VMWare Workstation: paid commercial version, has a few enhanced features that VMWare Player doesn't have.
"Server class stuff" (again, somewhat arbitrary distinction since the first can run on a workstation):
VMware Server: free, you can use it in a commercial environment, runs on an existing OS.
VMware vSphere Hypervisor (formerly called VMWare ESXi): free, you can use it in a commercial environment, bare metal equivalent of VMWare Server (no underlying OS required).
We use Proxmox : http://pve.proxmox.com/wiki/Main_Page and give each developer their own Linux sandbox as a KVM guest.
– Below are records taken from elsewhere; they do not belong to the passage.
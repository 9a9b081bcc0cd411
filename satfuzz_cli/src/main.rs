mod args;
mod driver;
mod signals;

use args::{ArgsError, Invocation};
use driver::DriverExit;
use satfuzz_core::{Fuzzer, FuzzerConfig, ShutdownToken};
use std::path::Path;
use std::time::Duration;

/// How long the fuzzer gets to save its results after a termination signal.
const SHUTDOWN_GRACE: Duration = Duration::from_secs(30);

fn build_fuzzer(invocation: Invocation, token: ShutdownToken) -> anyhow::Result<Fuzzer> {
    let config = FuzzerConfig::discover(Path::new("."))?;
    Ok(Fuzzer::new(invocation.into(), config, token)?)
}

#[tokio::main]
async fn main() -> Result<(), anyhow::Error> {
    env_logger::Builder::from_env(env_logger::Env::default().default_filter_or("info")).init();

    let invocation = match args::validate_and_parse(std::env::args_os()) {
        Ok(invocation) => invocation,
        Err(e) => {
            if let ArgsError::Usage(detail) = &e {
                log::debug!("argument parsing failed: {detail}");
            }
            println!("{e}");
            std::process::exit(e.exit_code());
        }
    };

    let signals = signals::install_signal_handlers()?;

    match driver::run(invocation, signals, build_fuzzer, SHUTDOWN_GRACE).await? {
        DriverExit::Completed(summary) => {
            log::info!(
                "campaign finished after {} iterations: {} distinct crashes, {} total",
                summary.iterations,
                summary.distinct_crashes,
                summary.total_crashes
            );
            Ok(())
        }
        DriverExit::Terminated(termination) => {
            log::debug!("terminated by {}: {:?}", termination.kind, termination.shutdown);
            // The campaign thread may still be unwinding; do not wait for it.
            std::process::exit(termination.exit_code());
        }
    }
}
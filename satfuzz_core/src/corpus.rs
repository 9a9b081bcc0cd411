use crate::oracle::ProgramCrash;
use log::{debug, warn};
use std::cmp::Ordering;
use std::collections::{BTreeMap, BTreeSet, BinaryHeap};
use std::fs;
use std::path::{Path, PathBuf};
use thiserror::Error;

/// Defines errors that can arise while managing crashing inputs and the
/// output directory they are saved to.
#[derive(Error, Debug)]
pub enum CorpusError {
    /// An I/O error occurred while reading seeds or writing test cases.
    /// Contains a string describing the underlying I/O error.
    #[error("Corpus I/O error: {0}")]
    Io(String),

    /// A path that must be a directory exists but is something else.
    #[error("{0:?} exists but is not a directory")]
    NotADirectory(PathBuf),
}

impl From<std::io::Error> for CorpusError {
    fn from(err: std::io::Error) -> Self {
        CorpusError::Io(err.to_string())
    }
}

/// A solver run that crashed, together with what is needed to rank it.
#[derive(Debug, Clone, PartialEq)]
pub struct RunOutcome {
    /// Where the crashing input lives inside the output directory.
    pub test_file: PathBuf,
    pub crash: ProgramCrash,
    /// Line coverage of the solver for this run, in percent.
    pub coverage: f64,
    /// Hex md5 of the input bytes.
    pub input_hash: String,
}

/// Hex md5 of `input`, the identity of a test case in the corpus.
pub fn input_hash(input: &[u8]) -> String {
    format!("{:x}", md5::compute(input))
}

impl RunOutcome {
    pub fn new(test_file: PathBuf, crash: ProgramCrash, coverage: f64, input: &[u8]) -> Self {
        Self {
            test_file,
            crash,
            coverage,
            input_hash: input_hash(input),
        }
    }

    /// File name of the saved input, as kept by [`OutputDir::retain_only`].
    pub fn file_name(&self) -> Option<String> {
        self.test_file
            .file_name()
            .map(|name| name.to_string_lossy().into_owned())
    }
}

/// Heap entry ordering outcomes by coverage so the best run pops first.
#[derive(Debug, Clone)]
struct RankedOutcome(RunOutcome);

impl PartialEq for RankedOutcome {
    fn eq(&self, other: &Self) -> bool {
        self.cmp(other) == Ordering::Equal
    }
}

impl Eq for RankedOutcome {}

impl PartialOrd for RankedOutcome {
    fn partial_cmp(&self, other: &Self) -> Option<Ordering> {
        Some(self.cmp(other))
    }
}

impl Ord for RankedOutcome {
    fn cmp(&self, other: &Self) -> Ordering {
        self.0
            .coverage
            .total_cmp(&other.0.coverage)
            // Earlier files win ties.
            .then_with(|| other.0.test_file.cmp(&self.0.test_file))
    }
}

/// Every crashing input found so far, grouped by crash kind and ranked by
/// coverage within each kind.
#[derive(Debug, Default)]
pub struct CrashCorpus {
    by_crash: BTreeMap<ProgramCrash, BinaryHeap<RankedOutcome>>,
    seen: BTreeSet<(ProgramCrash, String)>,
    total: usize,
}

impl CrashCorpus {
    pub fn new() -> Self {
        Self::default()
    }

    /// Stores `outcome`. Returns `true` if its crash kind had not been seen
    /// before.
    pub fn record(&mut self, outcome: RunOutcome) -> bool {
        let is_new = !self.by_crash.contains_key(&outcome.crash);
        self.seen.insert((outcome.crash.clone(), outcome.input_hash.clone()));
        self.by_crash
            .entry(outcome.crash.clone())
            .or_default()
            .push(RankedOutcome(outcome));
        self.total += 1;
        is_new
    }

    pub fn contains(&self, crash: &ProgramCrash) -> bool {
        self.by_crash.contains_key(crash)
    }

    /// Whether an input with this hash was already recorded for `crash`.
    pub fn is_duplicate(&self, crash: &ProgramCrash, input_hash: &str) -> bool {
        self.seen.contains(&(crash.clone(), input_hash.to_string()))
    }

    pub fn distinct_crashes(&self) -> usize {
        self.by_crash.len()
    }

    pub fn total_crashes(&self) -> usize {
        self.total
    }

    pub fn is_empty(&self) -> bool {
        self.total == 0
    }

    /// Picks up to `n` outcomes, taking the best remaining run of each crash
    /// kind in turn so that as many distinct bugs as possible are kept.
    pub fn select_best(&self, n: usize) -> Vec<RunOutcome> {
        let to_save = n.min(self.total);
        let mut heaps: Vec<BinaryHeap<RankedOutcome>> = self.by_crash.values().cloned().collect();
        let mut chosen = Vec::with_capacity(to_save);
        while chosen.len() < to_save {
            for heap in heaps.iter_mut() {
                if chosen.len() == to_save {
                    break;
                }
                if let Some(RankedOutcome(outcome)) = heap.pop() {
                    chosen.push(outcome);
                }
            }
        }
        chosen
    }
}

/// The directory crashing inputs are written to.
#[derive(Debug, Clone)]
pub struct OutputDir {
    path: PathBuf,
}

impl OutputDir {
    const PLACEHOLDER_PREFIX: &'static str = "dummy_";
    const TEST_EXTENSION: &'static str = "cnf";

    /// Removes any previous directory at `path` and creates it afresh.
    ///
    /// When the old directory cannot be removed its contents are kept and a
    /// warning is printed; only failing to create the directory is an error.
    pub fn recreate(path: impl Into<PathBuf>) -> Result<Self, CorpusError> {
        let path = path.into();
        if path.exists() {
            if !path.is_dir() {
                return Err(CorpusError::NotADirectory(path));
            }
            if let Err(e) = fs::remove_dir_all(&path) {
                println!(
                    "Could not delete directory {} ({e}), continuing with previous contents",
                    path.display()
                );
                warn!("failed to clear output directory {path:?}: {e}");
            }
        }
        fs::create_dir_all(&path).map_err(|e| {
            CorpusError::Io(format!(
                "Failed to create output directory at {:?}: {}",
                path, e
            ))
        })?;
        Ok(Self { path })
    }

    pub fn path(&self) -> &Path {
        &self.path
    }

    /// Path of `name` inside the directory.
    pub fn join(&self, name: &str) -> PathBuf {
        self.path.join(name)
    }

    pub fn crashing_test_path(&self, iteration: u64) -> PathBuf {
        self.join(&format!("crashing_test_{iteration}.{}", Self::TEST_EXTENSION))
    }

    pub fn write(&self, name: &str, bytes: &[u8]) -> Result<PathBuf, CorpusError> {
        let dest = self.join(name);
        fs::write(&dest, bytes)
            .map_err(|e| CorpusError::Io(format!("Failed to write {:?}: {}", dest, e)))?;
        Ok(dest)
    }

    pub fn write_placeholder(&self, index: usize, bytes: &[u8]) -> Result<PathBuf, CorpusError> {
        self.write(
            &format!("{}{index}.{}", Self::PLACEHOLDER_PREFIX, Self::TEST_EXTENSION),
            bytes,
        )
    }

    fn is_placeholder(name: &str) -> bool {
        name.starts_with(Self::PLACEHOLDER_PREFIX)
            && name.ends_with(&format!(".{}", Self::TEST_EXTENSION))
    }

    /// Deletes one placeholder file, if any are left. Returns whether one
    /// was removed.
    pub fn remove_one_placeholder(&self) -> Result<bool, CorpusError> {
        let mut placeholders = Vec::new();
        for entry in fs::read_dir(&self.path)? {
            let entry = entry?;
            if entry.file_type()?.is_file()
                && Self::is_placeholder(&entry.file_name().to_string_lossy())
            {
                placeholders.push(entry.path());
            }
        }
        placeholders.sort();
        let Some(victim) = placeholders.first() else {
            return Ok(false);
        };
        match fs::remove_file(victim) {
            Ok(()) => Ok(true),
            Err(e) => {
                debug!("could not remove placeholder {victim:?}: {e}");
                Ok(false)
            }
        }
    }

    /// Deletes every entry whose file name is not in `keep`. Returns how
    /// many entries were deleted.
    pub fn retain_only(&self, keep: &[String]) -> Result<usize, CorpusError> {
        let mut removed = 0;
        for entry in fs::read_dir(&self.path)? {
            let entry = entry?;
            let name = entry.file_name().to_string_lossy().into_owned();
            if keep.contains(&name) {
                continue;
            }
            let path = entry.path();
            let result = if entry.file_type()?.is_dir() {
                fs::remove_dir_all(&path)
            } else {
                fs::remove_file(&path)
            };
            match result {
                Ok(()) => removed += 1,
                Err(e) if e.kind() == std::io::ErrorKind::NotFound => {}
                Err(e) => warn!("could not remove {path:?} from output directory: {e}"),
            }
        }
        Ok(removed)
    }
}

/// Lists the regular `*.cnf` files directly inside `dir`, sorted by name.
pub fn collect_seed_files(dir: &Path) -> Result<Vec<PathBuf>, CorpusError> {
    let entries = fs::read_dir(dir).map_err(|e| {
        CorpusError::Io(format!("Failed to read seed directory {:?}: {}", dir, e))
    })?;
    let mut seeds = Vec::new();
    for entry_result in entries {
        let entry = entry_result
            .map_err(|e| CorpusError::Io(format!("Error reading entry in {:?}: {}", dir, e)))?;
        let path = entry.path();
        let is_cnf = entry.file_name().to_string_lossy().ends_with(".cnf");
        if is_cnf && path.is_file() {
            seeds.push(path);
        }
    }
    seeds.sort();
    Ok(seeds)
}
Proxmox is open source, has a great web-based admin interface and is easy to configure to have multiple hosts (each serving guests) all administrated within one cluster. If you store your images on a SAN or NAS appliance you can even do live transfer of guests from host-to-host.
Its bare-metal install is a stripped down Debian so can't help you on the Windows Server 2008 side of things, but it truly is a remarkable open source project.
Cheers
If you're already running server 2008 you should really just enable the hyper-v role and run that.
Pros's:
0 Cost Minimal labor to get up and running.
Here's another vote for VirtualBox. These days I do nearly all my development on it. The only thing I really don't like about it is the way VMs have to be exported and imported, rather than allow simple file copies to be made. Other than that I find it more impressive than VMware Workstation or Player as it does a better job of running multiple VMs simultaneously on the one host, at least for my particular setup.
Regardless of which VM system you use, take snapshots at appropriate times and you can simply restore back to those points, which is often a lot quicker than replacing the VM with a "base" copy.
If you only need LAMP use Xen or KVM for the best performance for Linux only virtual clients.
Virtualbox, Vmware and others are better for GUI virtual clients.